Analyses de l’accumulation du tasiRNA (@255) et du miRNA DCL4-dépendant (@822) dans les plantes présentées en figure 2.1B (gauche) et figure 2.3 (FHA) (droite). Les flèches indiquent l’apparition de bande de haut poids moléculaire correspondant aux précurseurs des sARNs analysés dans la fraction ARN total. Le miRNA DCL1-dépendant miR159 (@159) et le snRNA U6 (@U6) sont utilisé ici comme contrôle de charge.

(Figure 2.7B et Figure 2.10). Pour cela, les protéines 6:FHA et DCL4-8:FHA ont été immunoprécipitées à partir de plantules ou de fleurs, et les ARN associés à ces protéines ont été séquencés à haut débit (RIP-seq). Dans un premier temps, l’analyse bioinformatique des librairies ainsi obtenues s’est focalisée sur les cibles connues de DCL4. Cette analyse a permis de révéler que les précurseurs des tasiRNAs (TAS1, TAS2, TAS3), de divers miRNAs DCL4-dépendant (dont miR822 et miR839; Rajagopalan et al, 2006), ainsi que ceux d’endoIR-siRNAs (notamment IR71, IR2039 et IR-AtGP10; Montavon et al, soumis), sont spécifiquement détectés dans les IP de DCL4-6 et DCL4-8, mais jamais ou très faiblement dans le contrôle négatif (Figure 2.10).
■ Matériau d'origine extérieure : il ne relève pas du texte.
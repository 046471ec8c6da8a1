pub mod charge_service;
pub mod entity_store;
pub mod mercado_pago;
pub mod normalizer;
pub mod status_service;
pub mod webhook_reconciler;

pub use charge_service::{ChargeError, ChargeService};
pub use status_service::{QueryError, StatusService};
pub use webhook_reconciler::{ReconcileOutcome, WebhookError, WebhookReconciler};
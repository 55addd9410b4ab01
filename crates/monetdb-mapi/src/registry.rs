//! Process-wide registry of session pools.
//!
//! Pools are keyed by `(host, port, user, database)` and created on first
//! use. The first pool created starts a background thread that sweeps idle
//! sessions out of every registered pool at the configured interval.

use std::collections::HashMap;
use std::sync::{Mutex, MutexGuard, Once, OnceLock, PoisonError};
use std::thread;

use monetdb_core::error::{PoolError, PoolErrorKind, UnsupportedError, UnsupportedKind};
use monetdb_core::{Error, Result};
use monetdb_pool::{Pool, PoolConfig, PoolStats, PooledConnection};

use crate::config::{MapiConfig, PoolKey};
use crate::connection::{MapiConnector, MapiSession};
use crate::settings::{self, CancelStrategy};

/// A session checked out of the registry.
///
/// Dropping it returns the session to its pool.
pub type PooledSession = PooledConnection<MapiConnector>;

type Registry = HashMap<PoolKey, Pool<MapiConnector>>;

fn registry() -> MutexGuard<'static, Registry> {
    static POOLS: OnceLock<Mutex<Registry>> = OnceLock::new();
    POOLS
        .get_or_init(|| Mutex::new(HashMap::new()))
        .lock()
        .unwrap_or_else(PoisonError::into_inner)
}

/// Check out a session for `config`, creating its pool if needed.
///
/// `min` and `max` size the pool when this call creates it; an existing
/// pool keeps its original bounds. Sessions opened through the registry use
/// the process-wide receive timeout.
///
/// The password is not part of the pool key. Once a pool exists for
/// `(host, port, user, database)`, callers get its already authenticated
/// sessions whatever password they pass; only the call that creates the
/// pool has its credentials checked by the server.
pub fn get_connection(config: &MapiConfig, min: usize, max: usize) -> Result<PooledSession> {
    if min < 1 || min > max {
        return Err(Error::Pool(PoolError {
            kind: PoolErrorKind::Config,
            message: format!("pool bounds must satisfy 1 <= min <= max, got min={min} max={max}"),
            source: None,
        }));
    }

    let key = config.pool_key();
    let existing = registry().get(&key).cloned();
    let pool = match existing {
        Some(pool) => pool,
        None => {
            // `Pool::new` opens `min` sessions; the registry lock is not held here.
            let settings = settings::current();
            let connector =
                MapiConnector::new(config.clone().receive_timeout(settings.receive_timeout));
            let pool_config = PoolConfig::new(min, max).max_idle_age(settings.idle_max_age);
            let created = Pool::new(connector, pool_config)?;

            let registered = registry()
                .entry(key.clone())
                .or_insert_with(|| created.clone())
                .clone();
            if registered.same_pool(&created) {
                tracing::debug!(pool = %key, min, max, "created session pool");
                start_sweeper();
            } else {
                tracing::debug!(pool = %key, "pool registered concurrently; discarding ours");
                created.dispose();
            }
            registered
        }
    };
    pool.acquire()
}

/// Check out a session using the pool bounds from the process-wide settings.
pub fn get_default_connection(config: &MapiConfig) -> Result<PooledSession> {
    let settings = settings::current();
    get_connection(config, settings.pool_min, settings.pool_max)
}

fn pool_for(conn: &PooledSession) -> Result<Pool<MapiConnector>> {
    let key = conn.config().pool_key();
    registry().get(&key).cloned().ok_or_else(|| {
        Error::Pool(PoolError {
            kind: PoolErrorKind::InvalidState,
            message: format!("no registered pool for {key}"),
            source: None,
        })
    })
}

/// Return a session to its registered pool.
pub fn release(conn: PooledSession) -> Result<()> {
    pool_for(&conn)?.release(conn)
}

/// Take a session out of its pool; the caller must close it.
pub fn remove(conn: PooledSession) -> Result<MapiSession> {
    pool_for(&conn)?.remove(conn)
}

/// Cancel whatever `conn` is doing, as the cancel strategy dictates.
///
/// With [`CancelStrategy::TerminateSession`] the session is removed from
/// its pool and its socket closed. With [`CancelStrategy::None`] this fails
/// with `UnsupportedKind::NotSupported` and the session goes back to its
/// pool.
pub fn cancel(conn: PooledSession) -> Result<()> {
    match settings::current().cancel_strategy {
        CancelStrategy::None => Err(Error::Unsupported(UnsupportedError {
            kind: UnsupportedKind::NotSupported,
            message: "query cancellation is not supported".to_string(),
        })),
        CancelStrategy::TerminateSession => {
            let id = conn.id();
            let mut session = remove(conn)?;
            session.close();
            tracing::debug!(id, "terminated session on cancel");
            Ok(())
        }
    }
}

/// Statistics of the pool serving `config`, if one exists.
pub fn pool_stats(config: &MapiConfig) -> Option<PoolStats> {
    registry().get(&config.pool_key()).map(Pool::stats)
}

/// Close the idle sessions of the pool serving `config`.
pub fn dispose(config: &MapiConfig) {
    let pool = registry().get(&config.pool_key()).cloned();
    if let Some(pool) = pool {
        pool.dispose();
    }
}

/// Sweep every registered pool once; returns the number of sessions closed.
pub fn sweep_all() -> usize {
    let pools: Vec<(PoolKey, Pool<MapiConnector>)> = registry()
        .iter()
        .map(|(key, pool)| (key.clone(), pool.clone()))
        .collect();

    let mut closed = 0;
    for (key, pool) in pools {
        let n = pool.sweep();
        if n > 0 {
            tracing::info!(pool = %key, closed = n, "evicted idle sessions");
        }
        closed += n;
    }
    closed
}

fn start_sweeper() {
    static SWEEPER: Once = Once::new();
    SWEEPER.call_once(|| {
        let spawned = thread::Builder::new()
            .name("monetdb-pool-sweeper".to_string())
            .spawn(|| {
                loop {
                    thread::sleep(settings::current().sweep_interval);
                    sweep_all();
                }
            });
        if let Err(e) = spawned {
            tracing::warn!(error = %e, "failed to start pool sweeper");
        }
    });
}
/// Read the challenge, answer it and collect the server's verdict.
fn login(
    channel: &mut Channel,
    credentials: &Credentials,
    strategies: &HandshakeStrategies,
) -> Result<Login> {
    let line = channel
        .read_line()?
        .ok_or_else(|| disconnected("connection closed before the server challenge"))?;
    let challenge = Challenge::parse(&line)?;
    tracing::debug!(
        server_type = %challenge.server_type,
        version = challenge.version,
        "received challenge"
    );
    channel.wait_for_prompt()?;

    let response = strategies.respond(credentials, &challenge)?;
    channel.send(&response)?;

    let mut warnings = Vec::new();
    let mut redirects = Vec::new();
    loop {
        let line = channel
            .read_line()?
            .ok_or_else(|| disconnected("connection closed during login"))?;
        if line == PROMPT {
            break;
        }
        match LineType::from_line(&line) {
            LineType::Error => {
                return Err(Error::Server(ServerError::from_server_text(&line[1..])));
            }
            LineType::Redirect => redirects.push(line[1..].to_string()),
            LineType::Info => warnings.push(line[1..].trim_start().to_string()),
            _ if !line.is_empty() => warnings.push(line),
            _ => {}
        }
    }

    if redirects.len() > 1 {
        tracing::debug!(count = redirects.len(), "following the first of several redirects");
    }
    Ok(match redirects.into_iter().next() {
        Some(url) => Login::Redirect(url),
        None => Login::Ready(warnings),
    })
}

fn open_tcp(host: &str, port: u16, config: &MapiConfig) -> Result<Transport> {
    let target = format!("{host}:{port}");
    let addrs = (host, port).to_socket_addrs().map_err(|e| {
        Error::Connection(ConnectionError {
            kind: ConnectionErrorKind::Connect,
            message: format!("Invalid socket address {target}: {e}"),
            source: Some(Box::new(e)),
        })
    })?;

    let mut last_error = None;
    for addr in addrs {
        match TcpStream::connect_timeout(&addr, config.connect_timeout) {
            Ok(stream) => {
                stream.set_nodelay(true).ok();
                stream.set_read_timeout(config.receive_timeout)?;
                tracing::debug!(%addr, "connected");
                return Ok(Transport::Tcp(stream));
            }
            Err(e) => last_error = Some(e),
        }
    }

    Err(match last_error {
        Some(e) => {
            let kind = if e.kind() == io::ErrorKind::ConnectionRefused {
                ConnectionErrorKind::Refused
            } else {
                ConnectionErrorKind::Connect
            };
            Error::Connection(ConnectionError {
                kind,
                message: format!("Failed to connect to {target}: {e}"),
                source: Some(Box::new(e)),
            })
        }
        None => connection_error(
            ConnectionErrorKind::Connect,
            format!("{target} did not resolve to any address"),
        ),
    })
}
Ces résultats sont en adéquation avec le rôle de DCL4 dans la biogénèse de l’ensemble de ces sRNAs. De manière intéressante, si les niveaux de précurseurs de miRNAs DCL4-dépendant observés dans ces librairies sont similaires entre ces deux allèles mutants, la quantité de précurseurs correspondant aux divers tasiRNAs est, quant à elle, fortement enrichie dans les librairies DCL4-8 (Figure 2.10B). Cet enrichissement coïncide avec l’incapacité de DCL4-8 à générer les tasiRNAs, là où DCL4-6 demeure compétent pour leur production. A l’inverse, les niveaux similaires de miRNAs DCL4-dépendant entre ces deux allèles illustrent l’incapacité de ces deux protéines à générer ce type de sRNAs. Ces résultats suggèrent fortement (i) que la stabilisation des précurseurs des divers sRNAs DCL4-dépendant observée par northen blot (Figure 2.8 et Figure 2.9) provient de leur fixation par des mutants de DCL4 ayant perdu la capacité de les cliver spécifiquement et (ii) que le découplage des différents allèles dans la biogénèse des sRNAs DCL4-dépendant ne vient pas d’un défaut de fixation à leurs précurseurs.
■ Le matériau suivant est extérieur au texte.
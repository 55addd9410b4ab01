//! In-process fake MAPI server for integration tests.
//!
//! The server speaks the block protocol through the crate's own
//! `BlockReader`/`BlockWriter`, sends a protocol 9 challenge, checks the
//! login line against the expected hash and then answers every query
//! message with the text returned by a handler closure.

#![allow(dead_code)]

use std::io::{self, BufRead, Write};
use std::net::{SocketAddr, TcpListener, TcpStream};
use std::sync::atomic::{AtomicUsize, Ordering};
use std::sync::{Arc, Mutex};
use std::thread;
use std::time::Duration;

use monetdb_mapi::MapiConfig;
use monetdb_mapi::auth::hex_digest;
use monetdb_mapi::protocol::{BlockReader, BlockWriter};

pub const SALT: &str = "wt0JmpCGK";
pub const CHALLENGE: &str = "wt0JmpCGK:mserver:9:RIPEMD160,SHA256,SHA1,MD5:LIT:SHA512:";
pub const USER: &str = "monetdb";
pub const PASSWORD: &str = "monetdb";
pub const DATABASE: &str = "demo";
/// How long the server waits before answering `SLOW`.
pub const SLOW_REPLY_DELAY: Duration = Duration::from_millis(600);

/// Reply to a login line; `None` closes the connection without answering.
pub type LoginHandler = dyn Fn(&str) -> Option<String> + Send + Sync;
/// Reply to a query; `None` closes the connection without answering.
pub type QueryHandler = dyn Fn(&str) -> Option<String> + Send + Sync;

#[derive(Default)]
pub struct Stats {
    pub connections: AtomicUsize,
    pub logins: Mutex<Vec<String>>,
    pub messages: Mutex<Vec<String>>,
}

impl Stats {
    pub fn messages(&self) -> Vec<String> {
        self.messages.lock().unwrap().clone()
    }
}

pub struct FakeServer {
    pub addr: SocketAddr,
    pub stats: Arc<Stats>,
}

impl FakeServer {
    /// A server that accepts the standard credentials and answers queries
    /// with [`demo_reply`].
    pub fn start() -> Self {
        Self::with_handlers(Arc::new(standard_login), Arc::new(demo_reply))
    }

    pub fn with_query_handler(
        handler: impl Fn(&str) -> Option<String> + Send + Sync + 'static,
    ) -> Self {
        Self::with_handlers(Arc::new(standard_login), Arc::new(handler))
    }

    pub fn with_login_handler(
        login: impl Fn(&str) -> Option<String> + Send + Sync + 'static,
    ) -> Self {
        Self::with_handlers(Arc::new(login), Arc::new(demo_reply))
    }

    pub fn with_handlers(login: Arc<LoginHandler>, query: Arc<QueryHandler>) -> Self {
        let listener = TcpListener::bind("127.0.0.1:0").unwrap();
        let addr = listener.local_addr().unwrap();
        let stats = Arc::new(Stats::default());

        let server_stats = Arc::clone(&stats);
        thread::spawn(move || {
            for stream in listener.incoming() {
                let Ok(stream) = stream else { break };
                server_stats.connections.fetch_add(1, Ordering::SeqCst);
                let login = Arc::clone(&login);
                let query = Arc::clone(&query);
                let stats = Arc::clone(&server_stats);
                thread::spawn(move || {
                    let _ = serve(stream, &*login, &*query, &stats);
                });
            }
        });

        Self { addr, stats }
    }

    pub fn port(&self) -> u16 {
        self.addr.port()
    }

    pub fn config(&self) -> MapiConfig {
        MapiConfig::new()
            .host("127.0.0.1")
            .port(self.port())
            .user(USER)
            .password(PASSWORD)
            .database(DATABASE)
            .connect_timeout(Duration::from_secs(5))
            .receive_timeout(Some(Duration::from_secs(5)))
    }
}

/// The login line a client with the standard credentials must send.
pub fn expected_login(database: &str) -> String {
    let prehashed = hex_digest("SHA512", PASSWORD.as_bytes()).unwrap();
    let digest = hex_digest("SHA256", format!("{prehashed}{SALT}").as_bytes()).unwrap();
    format!("BIG:{USER}:{{SHA256}}{digest}:sql:{database}:")
}

pub fn standard_login(line: &str) -> Option<String> {
    if line == expected_login(DATABASE) {
        Some(String::new())
    } else {
        Some(format!(
            "!InvalidCredentialsException:checkCredentials:invalid credentials for user '{USER}'"
        ))
    }
}

/// Canned replies for the statements the tests send.
pub fn demo_reply(sql: &str) -> Option<String> {
    let reply = match sql {
        "SELECT 1 as n" => select_one(),
        "CREATE TABLE t (i int)" => "&3".to_string(),
        "INSERT INTO t VALUES (1), (2), (3)" => "&2 3 -1".to_string(),
        "SELECT * FROM people" => people(),
        "SELECT 1 as n; SELECT * FROM people" => format!("{}\n{}", select_one(), people()),
        "SELECT pid" => "&1 0 1 1 1 42 10 5\n% .L # table_name\n% pid # name\n% int # type\n% 2 # length\n[ 42\t]".to_string(),
        "CRASH" => return None,
        "SLOW" => {
            thread::sleep(SLOW_REPLY_DELAY);
            "&2 111 -1".to_string()
        }
        "BAD ROW" => "&1 0 1 1 1\n% n # name\n% int # type\n[ 1.2.3\t]".to_string(),
        _ if sql.starts_with("ECHO ") => format!("&2 {} -1", sql.len()),
        _ => format!("!42000!syntax error, unexpected IDENT in: \"{sql}\""),
    };
    Some(reply)
}

fn select_one() -> String {
    "&1 0 1 1 1\n% .L2 # table_name\n% n # name\n% tinyint # type\n% 1 # length\n[ 1\t]"
        .to_string()
}

fn people() -> String {
    [
        "&1 1 3 2 3",
        "% sys.people,\tsys.people # table_name",
        "% id,\tname # name",
        "% int,\tvarchar # type",
        "% 1,\t5 # length",
        "[ 1,\t\"ada\"\t]",
        "[ 2,\t\"grace\"\t]",
        "[ 3,\tNULL\t]",
    ]
    .join("\n")
}

fn serve(
    stream: TcpStream,
    login: &LoginHandler,
    query: &QueryHandler,
    stats: &Stats,
) -> io::Result<()> {
    let mut reader = BlockReader::new(stream.try_clone()?);
    let mut writer = BlockWriter::new(stream);

    loop {
        send(&mut writer, CHALLENGE)?;
        let line = read_message(&mut reader)?;
        stats.logins.lock().unwrap().push(line.clone());
        let Some(reply) = login(&line) else {
            return Ok(());
        };
        send(&mut writer, &reply)?;
        if reply.starts_with("^mapi:merovingian:") {
            // Proxy redirect: the client logs in again on this socket.
            continue;
        }
        if reply.starts_with('!') || reply.starts_with('^') {
            return Ok(());
        }
        break;
    }

    loop {
        let message = read_message(&mut reader)?;
        stats.messages.lock().unwrap().push(message.clone());
        let reply = if let Some(command) = message.strip_prefix('X') {
            if command.starts_with("fail") {
                Some("!42000!control command failed".to_string())
            } else {
                Some(String::new())
            }
        } else if let Some(sql) = message.strip_prefix('s') {
            query(sql.trim_end_matches(';'))
        } else {
            Some(format!("!unexpected message {message:?}"))
        };
        match reply {
            Some(reply) => send(&mut writer, &reply)?,
            None => return Ok(()),
        }
    }
}

/// Read one client message; its lines are joined with `\n`.
fn read_message(reader: &mut BlockReader<TcpStream>) -> io::Result<String> {
    let mut lines = Vec::new();
    loop {
        let mut line = String::new();
        reader.read_line(&mut line)?;
        let line = line.trim_end_matches('\n').to_string();
        if line == "." {
            return Ok(lines.join("\n"));
        }
        lines.push(line);
    }
}

fn send(writer: &mut BlockWriter<TcpStream>, text: &str) -> io::Result<()> {
    if !text.is_empty() {
        writer.write_all(text.as_bytes())?;
        writer.write_all(b"\n")?;
    }
    writer.flush()
}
Figure 2.10: Identification des précurseurs de sRNAs associés à DCL4-6 ou DCL4-8

(A) Tableaux résumant les ARN spécifiquement associés ou fortement enrichis dans les fractions immunoprécipitées de DCL4-6 ou DCL4-8. Ces ARN sont triés en fonction des différentes classes de sRNAs qu’ils génèrent (tasiRNA; gauche, miRNA; milieu, endoIR-siRNA; droite). Ces tableaux constituent des listes non exhaustives des différents ARN identifiés à partir de fleurs. (B) Représentation schématique des séquences obtenues au cours des expériences de RIP-seq sur les protéines DCL4-6:FHA ou DCL4-8:FHA, au niveau de loci représentatifs des trois classes de sRNAs endogènes DCL4-dépendant (MIR822 haut gauche, TAS2 haut droit, IR71 bas).